All lines below containing the string "surface" are to be copied.

**Dataset entries**
==*==
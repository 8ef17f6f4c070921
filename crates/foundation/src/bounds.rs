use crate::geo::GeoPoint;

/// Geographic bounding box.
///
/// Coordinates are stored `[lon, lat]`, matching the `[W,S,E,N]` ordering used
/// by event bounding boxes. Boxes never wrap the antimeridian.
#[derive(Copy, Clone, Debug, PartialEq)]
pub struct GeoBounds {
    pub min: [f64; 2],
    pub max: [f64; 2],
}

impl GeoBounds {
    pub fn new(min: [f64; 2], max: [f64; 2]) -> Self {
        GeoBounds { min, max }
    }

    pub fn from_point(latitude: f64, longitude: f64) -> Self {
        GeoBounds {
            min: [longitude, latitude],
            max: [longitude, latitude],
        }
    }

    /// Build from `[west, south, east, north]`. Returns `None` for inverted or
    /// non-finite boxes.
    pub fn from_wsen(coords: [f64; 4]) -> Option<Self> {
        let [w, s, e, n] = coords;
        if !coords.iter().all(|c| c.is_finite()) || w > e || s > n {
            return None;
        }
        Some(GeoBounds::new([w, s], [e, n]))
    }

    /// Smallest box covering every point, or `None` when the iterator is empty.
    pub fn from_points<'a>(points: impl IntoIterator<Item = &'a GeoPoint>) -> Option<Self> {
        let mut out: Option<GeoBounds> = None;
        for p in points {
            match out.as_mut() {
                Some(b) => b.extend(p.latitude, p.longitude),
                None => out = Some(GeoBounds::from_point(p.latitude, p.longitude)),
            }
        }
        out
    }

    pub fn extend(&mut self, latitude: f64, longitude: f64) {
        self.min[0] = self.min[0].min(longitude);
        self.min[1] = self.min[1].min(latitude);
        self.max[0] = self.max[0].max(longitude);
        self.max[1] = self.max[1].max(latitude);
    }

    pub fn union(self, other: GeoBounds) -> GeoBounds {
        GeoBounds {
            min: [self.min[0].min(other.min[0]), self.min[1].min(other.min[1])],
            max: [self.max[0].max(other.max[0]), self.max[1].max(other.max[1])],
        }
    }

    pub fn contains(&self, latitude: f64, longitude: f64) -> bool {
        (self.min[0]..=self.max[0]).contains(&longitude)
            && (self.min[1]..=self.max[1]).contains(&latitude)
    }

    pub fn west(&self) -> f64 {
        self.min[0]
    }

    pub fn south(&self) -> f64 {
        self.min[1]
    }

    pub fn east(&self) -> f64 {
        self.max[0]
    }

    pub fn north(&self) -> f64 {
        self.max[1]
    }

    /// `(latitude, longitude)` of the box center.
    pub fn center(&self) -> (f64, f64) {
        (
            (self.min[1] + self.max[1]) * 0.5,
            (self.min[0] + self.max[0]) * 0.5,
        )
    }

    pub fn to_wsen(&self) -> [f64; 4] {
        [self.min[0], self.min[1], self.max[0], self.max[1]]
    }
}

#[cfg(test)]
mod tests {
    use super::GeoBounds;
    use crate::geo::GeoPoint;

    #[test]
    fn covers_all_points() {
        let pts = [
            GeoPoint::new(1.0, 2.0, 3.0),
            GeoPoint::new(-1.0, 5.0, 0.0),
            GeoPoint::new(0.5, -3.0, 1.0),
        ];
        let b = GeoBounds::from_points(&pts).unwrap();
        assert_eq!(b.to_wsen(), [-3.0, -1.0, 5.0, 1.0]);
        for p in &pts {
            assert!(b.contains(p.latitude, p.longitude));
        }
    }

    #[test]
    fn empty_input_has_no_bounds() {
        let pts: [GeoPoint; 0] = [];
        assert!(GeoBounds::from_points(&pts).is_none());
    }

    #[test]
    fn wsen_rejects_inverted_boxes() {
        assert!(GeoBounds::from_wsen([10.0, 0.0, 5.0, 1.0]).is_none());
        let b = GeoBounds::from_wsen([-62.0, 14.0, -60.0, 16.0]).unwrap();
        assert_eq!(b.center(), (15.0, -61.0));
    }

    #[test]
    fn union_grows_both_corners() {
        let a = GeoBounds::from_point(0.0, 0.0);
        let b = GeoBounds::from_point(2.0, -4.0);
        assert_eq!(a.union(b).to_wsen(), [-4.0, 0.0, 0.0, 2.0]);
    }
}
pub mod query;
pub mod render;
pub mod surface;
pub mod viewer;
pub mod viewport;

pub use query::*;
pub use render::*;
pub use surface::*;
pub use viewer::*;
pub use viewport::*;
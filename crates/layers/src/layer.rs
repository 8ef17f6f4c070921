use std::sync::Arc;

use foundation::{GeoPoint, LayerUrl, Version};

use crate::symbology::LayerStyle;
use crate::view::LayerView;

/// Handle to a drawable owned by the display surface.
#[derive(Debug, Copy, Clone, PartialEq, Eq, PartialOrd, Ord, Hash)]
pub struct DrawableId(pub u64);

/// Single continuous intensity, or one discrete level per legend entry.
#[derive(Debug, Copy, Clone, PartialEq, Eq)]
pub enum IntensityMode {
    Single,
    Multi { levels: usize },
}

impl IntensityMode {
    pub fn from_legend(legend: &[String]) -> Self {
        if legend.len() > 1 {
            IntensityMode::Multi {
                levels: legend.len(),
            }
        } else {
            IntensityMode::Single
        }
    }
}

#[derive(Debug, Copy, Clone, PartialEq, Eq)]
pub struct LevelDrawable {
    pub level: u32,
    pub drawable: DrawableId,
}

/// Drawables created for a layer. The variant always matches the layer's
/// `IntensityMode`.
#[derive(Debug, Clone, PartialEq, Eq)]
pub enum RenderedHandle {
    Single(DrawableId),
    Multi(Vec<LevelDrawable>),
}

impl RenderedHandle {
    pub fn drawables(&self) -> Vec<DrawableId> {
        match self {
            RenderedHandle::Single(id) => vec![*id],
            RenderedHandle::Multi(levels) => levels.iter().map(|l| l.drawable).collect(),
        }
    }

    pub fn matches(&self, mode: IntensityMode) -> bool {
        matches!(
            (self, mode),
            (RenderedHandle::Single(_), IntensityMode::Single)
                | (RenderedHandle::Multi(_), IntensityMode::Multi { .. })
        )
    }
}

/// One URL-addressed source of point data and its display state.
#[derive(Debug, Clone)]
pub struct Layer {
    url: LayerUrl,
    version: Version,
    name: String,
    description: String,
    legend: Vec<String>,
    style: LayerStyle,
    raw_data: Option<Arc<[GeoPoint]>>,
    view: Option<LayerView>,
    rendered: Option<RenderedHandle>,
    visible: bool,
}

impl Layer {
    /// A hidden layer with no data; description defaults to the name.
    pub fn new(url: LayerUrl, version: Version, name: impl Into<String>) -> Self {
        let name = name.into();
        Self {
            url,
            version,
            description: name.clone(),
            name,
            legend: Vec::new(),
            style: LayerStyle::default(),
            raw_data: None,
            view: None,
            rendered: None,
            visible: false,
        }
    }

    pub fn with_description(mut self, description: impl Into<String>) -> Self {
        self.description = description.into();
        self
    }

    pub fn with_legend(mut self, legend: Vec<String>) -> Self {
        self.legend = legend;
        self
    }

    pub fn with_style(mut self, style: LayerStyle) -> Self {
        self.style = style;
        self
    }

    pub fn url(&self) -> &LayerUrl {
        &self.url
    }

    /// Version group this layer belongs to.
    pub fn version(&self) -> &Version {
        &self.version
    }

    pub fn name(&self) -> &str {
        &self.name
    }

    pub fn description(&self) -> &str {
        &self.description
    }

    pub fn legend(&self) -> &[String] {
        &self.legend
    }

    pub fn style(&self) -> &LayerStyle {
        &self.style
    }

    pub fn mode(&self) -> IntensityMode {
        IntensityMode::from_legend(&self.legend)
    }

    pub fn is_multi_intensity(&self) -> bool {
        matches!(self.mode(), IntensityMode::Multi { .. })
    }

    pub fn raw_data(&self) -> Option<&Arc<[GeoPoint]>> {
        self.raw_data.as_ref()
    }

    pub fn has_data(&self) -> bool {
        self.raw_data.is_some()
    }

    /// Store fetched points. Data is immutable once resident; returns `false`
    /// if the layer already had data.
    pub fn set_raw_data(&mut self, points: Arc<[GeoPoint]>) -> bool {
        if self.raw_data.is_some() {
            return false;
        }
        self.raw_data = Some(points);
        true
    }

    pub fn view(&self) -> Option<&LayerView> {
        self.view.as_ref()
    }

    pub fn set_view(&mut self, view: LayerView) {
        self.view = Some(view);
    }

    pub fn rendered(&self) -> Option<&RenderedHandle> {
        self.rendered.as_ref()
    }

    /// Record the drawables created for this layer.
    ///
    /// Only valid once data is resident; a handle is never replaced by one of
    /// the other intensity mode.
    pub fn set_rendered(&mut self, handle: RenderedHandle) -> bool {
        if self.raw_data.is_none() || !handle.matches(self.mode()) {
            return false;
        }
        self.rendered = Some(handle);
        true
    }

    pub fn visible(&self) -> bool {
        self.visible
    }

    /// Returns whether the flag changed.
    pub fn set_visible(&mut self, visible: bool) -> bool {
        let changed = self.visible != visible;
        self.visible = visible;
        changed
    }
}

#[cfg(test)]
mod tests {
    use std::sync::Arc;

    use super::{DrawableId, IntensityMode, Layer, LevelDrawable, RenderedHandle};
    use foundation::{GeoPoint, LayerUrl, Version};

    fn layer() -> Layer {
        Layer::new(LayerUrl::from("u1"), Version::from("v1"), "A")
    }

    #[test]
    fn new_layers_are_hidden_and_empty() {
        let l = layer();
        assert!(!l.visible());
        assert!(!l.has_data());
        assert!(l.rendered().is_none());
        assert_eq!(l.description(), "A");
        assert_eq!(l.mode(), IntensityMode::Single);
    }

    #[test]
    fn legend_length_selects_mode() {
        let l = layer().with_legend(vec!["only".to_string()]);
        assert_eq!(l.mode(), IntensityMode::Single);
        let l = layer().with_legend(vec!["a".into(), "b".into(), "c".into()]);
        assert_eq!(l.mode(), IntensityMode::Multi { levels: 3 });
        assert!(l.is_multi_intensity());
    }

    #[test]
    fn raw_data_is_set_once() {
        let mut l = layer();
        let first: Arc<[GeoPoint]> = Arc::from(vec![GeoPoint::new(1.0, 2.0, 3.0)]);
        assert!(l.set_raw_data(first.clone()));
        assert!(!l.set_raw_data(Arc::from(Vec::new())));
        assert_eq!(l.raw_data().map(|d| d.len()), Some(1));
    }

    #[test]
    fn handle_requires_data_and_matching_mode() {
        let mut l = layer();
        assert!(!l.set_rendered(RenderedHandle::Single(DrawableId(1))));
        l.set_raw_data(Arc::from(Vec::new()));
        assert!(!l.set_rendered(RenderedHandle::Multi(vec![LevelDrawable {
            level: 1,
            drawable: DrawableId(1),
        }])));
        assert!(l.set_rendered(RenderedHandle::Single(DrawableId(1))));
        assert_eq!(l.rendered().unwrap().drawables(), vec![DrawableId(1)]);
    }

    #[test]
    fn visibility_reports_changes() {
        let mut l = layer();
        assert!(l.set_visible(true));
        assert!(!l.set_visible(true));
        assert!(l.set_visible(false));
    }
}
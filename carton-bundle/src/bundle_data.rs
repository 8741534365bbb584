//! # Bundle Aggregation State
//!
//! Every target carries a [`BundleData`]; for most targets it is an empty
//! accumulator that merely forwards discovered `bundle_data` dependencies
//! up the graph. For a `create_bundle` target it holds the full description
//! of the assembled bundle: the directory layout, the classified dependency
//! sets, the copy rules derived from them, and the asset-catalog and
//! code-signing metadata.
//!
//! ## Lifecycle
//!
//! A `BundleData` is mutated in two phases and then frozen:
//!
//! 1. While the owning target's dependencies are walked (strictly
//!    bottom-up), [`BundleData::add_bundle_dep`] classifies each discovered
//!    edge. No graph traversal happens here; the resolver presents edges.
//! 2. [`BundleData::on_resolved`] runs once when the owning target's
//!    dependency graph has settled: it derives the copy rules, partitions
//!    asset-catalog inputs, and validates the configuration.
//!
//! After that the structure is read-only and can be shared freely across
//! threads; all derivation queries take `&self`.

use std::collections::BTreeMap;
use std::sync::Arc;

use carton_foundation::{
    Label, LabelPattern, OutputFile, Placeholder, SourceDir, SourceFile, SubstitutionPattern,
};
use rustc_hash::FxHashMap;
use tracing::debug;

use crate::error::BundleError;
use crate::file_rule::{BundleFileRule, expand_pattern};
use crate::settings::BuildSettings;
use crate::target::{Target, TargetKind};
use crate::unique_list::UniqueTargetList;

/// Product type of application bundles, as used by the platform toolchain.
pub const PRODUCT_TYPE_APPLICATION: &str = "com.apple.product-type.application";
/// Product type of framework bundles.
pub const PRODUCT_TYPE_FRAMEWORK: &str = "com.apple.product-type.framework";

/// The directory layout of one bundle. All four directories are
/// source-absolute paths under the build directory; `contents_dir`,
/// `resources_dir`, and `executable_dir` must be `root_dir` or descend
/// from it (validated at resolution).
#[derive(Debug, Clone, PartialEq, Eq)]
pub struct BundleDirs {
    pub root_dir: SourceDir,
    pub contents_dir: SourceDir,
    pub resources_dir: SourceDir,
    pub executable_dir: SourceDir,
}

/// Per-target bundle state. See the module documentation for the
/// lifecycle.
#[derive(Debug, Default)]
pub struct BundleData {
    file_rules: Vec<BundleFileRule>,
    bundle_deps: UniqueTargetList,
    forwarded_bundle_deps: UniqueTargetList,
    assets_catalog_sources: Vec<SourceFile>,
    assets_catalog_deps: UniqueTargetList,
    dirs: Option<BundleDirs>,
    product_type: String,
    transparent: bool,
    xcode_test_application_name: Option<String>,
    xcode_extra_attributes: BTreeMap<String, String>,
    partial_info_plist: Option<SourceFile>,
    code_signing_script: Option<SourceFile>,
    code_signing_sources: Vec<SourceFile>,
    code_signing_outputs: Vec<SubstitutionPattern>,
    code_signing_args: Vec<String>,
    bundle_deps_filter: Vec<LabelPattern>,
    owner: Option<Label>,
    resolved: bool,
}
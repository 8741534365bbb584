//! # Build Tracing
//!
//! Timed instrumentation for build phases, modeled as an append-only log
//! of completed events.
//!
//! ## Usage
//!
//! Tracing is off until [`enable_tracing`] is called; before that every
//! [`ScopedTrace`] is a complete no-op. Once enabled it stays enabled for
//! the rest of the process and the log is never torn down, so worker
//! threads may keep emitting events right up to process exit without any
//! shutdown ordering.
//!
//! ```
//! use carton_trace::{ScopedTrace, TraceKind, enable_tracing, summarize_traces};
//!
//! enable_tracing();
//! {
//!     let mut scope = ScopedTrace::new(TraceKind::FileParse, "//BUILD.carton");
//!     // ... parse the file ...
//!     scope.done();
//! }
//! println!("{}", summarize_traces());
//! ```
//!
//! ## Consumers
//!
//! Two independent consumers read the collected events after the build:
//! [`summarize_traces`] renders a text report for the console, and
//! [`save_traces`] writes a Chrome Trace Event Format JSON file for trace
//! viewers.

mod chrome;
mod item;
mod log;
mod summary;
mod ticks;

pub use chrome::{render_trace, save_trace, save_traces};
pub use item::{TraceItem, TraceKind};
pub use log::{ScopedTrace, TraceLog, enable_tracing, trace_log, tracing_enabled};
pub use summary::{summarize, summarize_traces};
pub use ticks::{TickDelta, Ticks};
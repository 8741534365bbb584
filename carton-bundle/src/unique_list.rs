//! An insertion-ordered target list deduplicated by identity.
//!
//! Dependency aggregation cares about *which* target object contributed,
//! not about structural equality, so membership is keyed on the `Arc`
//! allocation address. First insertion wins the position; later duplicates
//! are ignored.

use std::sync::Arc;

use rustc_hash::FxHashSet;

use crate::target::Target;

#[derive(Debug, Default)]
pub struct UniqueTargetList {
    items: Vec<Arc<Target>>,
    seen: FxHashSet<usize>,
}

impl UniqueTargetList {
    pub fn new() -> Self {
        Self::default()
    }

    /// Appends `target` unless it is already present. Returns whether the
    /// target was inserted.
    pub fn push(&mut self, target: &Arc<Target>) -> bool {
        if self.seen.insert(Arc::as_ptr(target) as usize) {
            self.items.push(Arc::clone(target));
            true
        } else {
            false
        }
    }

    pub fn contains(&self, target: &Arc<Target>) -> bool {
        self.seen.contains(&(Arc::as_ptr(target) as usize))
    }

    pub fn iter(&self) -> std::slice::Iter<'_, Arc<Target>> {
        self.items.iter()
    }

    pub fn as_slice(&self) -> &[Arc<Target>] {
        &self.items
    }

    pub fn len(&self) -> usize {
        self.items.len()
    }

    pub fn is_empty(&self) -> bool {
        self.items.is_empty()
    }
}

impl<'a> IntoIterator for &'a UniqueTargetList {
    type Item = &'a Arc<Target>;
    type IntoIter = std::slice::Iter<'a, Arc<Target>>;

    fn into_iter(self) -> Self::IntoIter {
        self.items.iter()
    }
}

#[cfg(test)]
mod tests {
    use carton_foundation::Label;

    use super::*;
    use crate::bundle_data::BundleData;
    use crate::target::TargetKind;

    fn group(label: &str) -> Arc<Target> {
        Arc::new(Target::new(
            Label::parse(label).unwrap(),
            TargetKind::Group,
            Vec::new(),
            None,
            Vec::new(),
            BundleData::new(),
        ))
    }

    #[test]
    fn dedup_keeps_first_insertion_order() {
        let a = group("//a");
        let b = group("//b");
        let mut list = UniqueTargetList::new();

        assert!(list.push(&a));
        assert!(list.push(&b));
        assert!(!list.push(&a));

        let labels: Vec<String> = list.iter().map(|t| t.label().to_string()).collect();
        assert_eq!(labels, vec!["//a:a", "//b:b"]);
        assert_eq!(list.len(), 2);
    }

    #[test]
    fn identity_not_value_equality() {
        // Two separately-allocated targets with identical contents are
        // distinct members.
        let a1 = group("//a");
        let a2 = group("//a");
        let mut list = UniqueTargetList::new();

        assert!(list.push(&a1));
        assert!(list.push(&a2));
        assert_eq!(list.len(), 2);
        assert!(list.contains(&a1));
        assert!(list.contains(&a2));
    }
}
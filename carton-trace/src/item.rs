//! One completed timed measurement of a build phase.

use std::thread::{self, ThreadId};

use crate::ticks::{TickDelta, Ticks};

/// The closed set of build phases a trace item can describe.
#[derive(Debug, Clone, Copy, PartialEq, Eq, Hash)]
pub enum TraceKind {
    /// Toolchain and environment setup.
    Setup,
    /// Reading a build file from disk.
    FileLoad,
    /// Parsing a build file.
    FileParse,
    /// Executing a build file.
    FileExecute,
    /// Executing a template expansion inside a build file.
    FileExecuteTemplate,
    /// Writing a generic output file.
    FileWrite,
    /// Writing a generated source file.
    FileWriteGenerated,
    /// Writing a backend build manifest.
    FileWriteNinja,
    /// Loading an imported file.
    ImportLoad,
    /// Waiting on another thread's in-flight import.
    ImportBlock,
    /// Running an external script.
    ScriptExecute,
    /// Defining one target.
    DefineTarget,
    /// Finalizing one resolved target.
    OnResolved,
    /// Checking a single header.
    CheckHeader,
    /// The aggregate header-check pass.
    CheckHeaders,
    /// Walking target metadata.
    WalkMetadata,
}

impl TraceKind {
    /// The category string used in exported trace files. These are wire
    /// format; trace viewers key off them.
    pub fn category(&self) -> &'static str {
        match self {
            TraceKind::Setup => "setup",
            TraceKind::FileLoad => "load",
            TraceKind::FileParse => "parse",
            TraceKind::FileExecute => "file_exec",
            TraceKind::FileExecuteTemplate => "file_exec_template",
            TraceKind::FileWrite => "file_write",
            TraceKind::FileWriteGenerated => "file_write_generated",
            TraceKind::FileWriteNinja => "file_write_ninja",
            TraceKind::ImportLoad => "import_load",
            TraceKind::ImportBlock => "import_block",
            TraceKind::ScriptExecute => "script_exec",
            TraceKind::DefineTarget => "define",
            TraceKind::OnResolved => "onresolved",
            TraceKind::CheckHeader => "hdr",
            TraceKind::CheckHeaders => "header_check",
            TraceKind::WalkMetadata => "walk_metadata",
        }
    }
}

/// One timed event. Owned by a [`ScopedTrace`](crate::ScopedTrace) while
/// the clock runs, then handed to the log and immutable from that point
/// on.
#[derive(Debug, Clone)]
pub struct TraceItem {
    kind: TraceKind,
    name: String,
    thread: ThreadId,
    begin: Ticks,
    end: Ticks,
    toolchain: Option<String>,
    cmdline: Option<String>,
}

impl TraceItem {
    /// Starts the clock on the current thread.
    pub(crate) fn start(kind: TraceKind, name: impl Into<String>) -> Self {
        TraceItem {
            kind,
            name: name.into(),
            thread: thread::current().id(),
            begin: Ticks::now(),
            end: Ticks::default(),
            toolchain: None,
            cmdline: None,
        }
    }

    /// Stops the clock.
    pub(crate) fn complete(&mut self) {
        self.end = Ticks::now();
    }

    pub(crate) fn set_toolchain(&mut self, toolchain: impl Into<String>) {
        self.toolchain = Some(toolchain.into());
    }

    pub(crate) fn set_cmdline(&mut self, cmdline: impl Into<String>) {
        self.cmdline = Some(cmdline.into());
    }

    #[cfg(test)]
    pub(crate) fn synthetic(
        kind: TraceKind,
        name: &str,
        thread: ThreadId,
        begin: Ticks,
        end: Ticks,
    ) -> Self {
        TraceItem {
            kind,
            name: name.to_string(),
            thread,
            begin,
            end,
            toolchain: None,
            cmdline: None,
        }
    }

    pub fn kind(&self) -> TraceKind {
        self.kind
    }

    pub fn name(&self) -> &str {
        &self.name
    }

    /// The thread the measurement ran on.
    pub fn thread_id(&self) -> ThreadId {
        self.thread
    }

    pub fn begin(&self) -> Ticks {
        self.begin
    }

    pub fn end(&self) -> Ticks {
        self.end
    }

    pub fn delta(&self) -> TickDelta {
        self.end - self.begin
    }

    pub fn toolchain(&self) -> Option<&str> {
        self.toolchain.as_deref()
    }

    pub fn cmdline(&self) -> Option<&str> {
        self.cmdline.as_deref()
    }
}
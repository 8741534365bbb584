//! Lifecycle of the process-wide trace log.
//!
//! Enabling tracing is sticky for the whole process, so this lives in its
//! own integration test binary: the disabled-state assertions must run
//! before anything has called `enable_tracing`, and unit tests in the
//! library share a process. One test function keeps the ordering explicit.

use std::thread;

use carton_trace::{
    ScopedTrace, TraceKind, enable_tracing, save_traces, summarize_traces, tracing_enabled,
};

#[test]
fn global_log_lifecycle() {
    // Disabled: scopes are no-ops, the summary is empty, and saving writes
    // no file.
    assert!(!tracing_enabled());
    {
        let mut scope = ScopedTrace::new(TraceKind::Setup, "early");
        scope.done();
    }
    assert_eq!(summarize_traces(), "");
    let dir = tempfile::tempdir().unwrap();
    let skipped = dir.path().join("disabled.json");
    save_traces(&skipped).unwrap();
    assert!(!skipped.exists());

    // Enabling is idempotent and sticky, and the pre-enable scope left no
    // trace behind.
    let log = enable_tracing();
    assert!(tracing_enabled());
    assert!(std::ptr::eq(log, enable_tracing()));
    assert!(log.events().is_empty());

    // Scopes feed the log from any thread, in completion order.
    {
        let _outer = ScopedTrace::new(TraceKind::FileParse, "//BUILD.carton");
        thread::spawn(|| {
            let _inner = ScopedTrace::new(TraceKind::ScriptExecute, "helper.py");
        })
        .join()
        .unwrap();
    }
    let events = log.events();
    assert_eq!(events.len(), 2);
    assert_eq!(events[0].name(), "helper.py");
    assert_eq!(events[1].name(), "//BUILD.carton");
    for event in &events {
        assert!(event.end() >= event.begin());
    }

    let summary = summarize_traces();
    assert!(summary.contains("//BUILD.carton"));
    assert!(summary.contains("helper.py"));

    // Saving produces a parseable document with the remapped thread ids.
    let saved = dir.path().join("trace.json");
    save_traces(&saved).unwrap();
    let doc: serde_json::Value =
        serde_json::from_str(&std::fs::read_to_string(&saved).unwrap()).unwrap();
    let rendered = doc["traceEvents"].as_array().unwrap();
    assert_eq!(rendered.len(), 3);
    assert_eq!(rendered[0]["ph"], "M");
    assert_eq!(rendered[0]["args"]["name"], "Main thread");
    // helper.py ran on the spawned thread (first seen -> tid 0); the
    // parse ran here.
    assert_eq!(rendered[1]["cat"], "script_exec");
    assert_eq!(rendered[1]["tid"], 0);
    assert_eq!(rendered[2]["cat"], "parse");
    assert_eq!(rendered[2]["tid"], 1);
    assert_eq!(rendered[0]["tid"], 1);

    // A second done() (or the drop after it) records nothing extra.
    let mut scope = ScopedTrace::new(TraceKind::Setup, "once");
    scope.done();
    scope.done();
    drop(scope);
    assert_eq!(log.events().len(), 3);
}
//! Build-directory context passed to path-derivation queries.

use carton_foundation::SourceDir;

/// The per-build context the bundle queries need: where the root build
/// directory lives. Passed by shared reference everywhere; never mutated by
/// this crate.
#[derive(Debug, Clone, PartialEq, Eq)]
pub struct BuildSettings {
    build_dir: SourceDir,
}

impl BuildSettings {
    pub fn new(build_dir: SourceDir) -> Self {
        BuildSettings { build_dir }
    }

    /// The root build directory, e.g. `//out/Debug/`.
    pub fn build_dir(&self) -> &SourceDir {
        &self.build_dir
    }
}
==*==
**The answer**
pub mod surface;
pub use surface::*;
/// Handle to a drawable owned by the display surface.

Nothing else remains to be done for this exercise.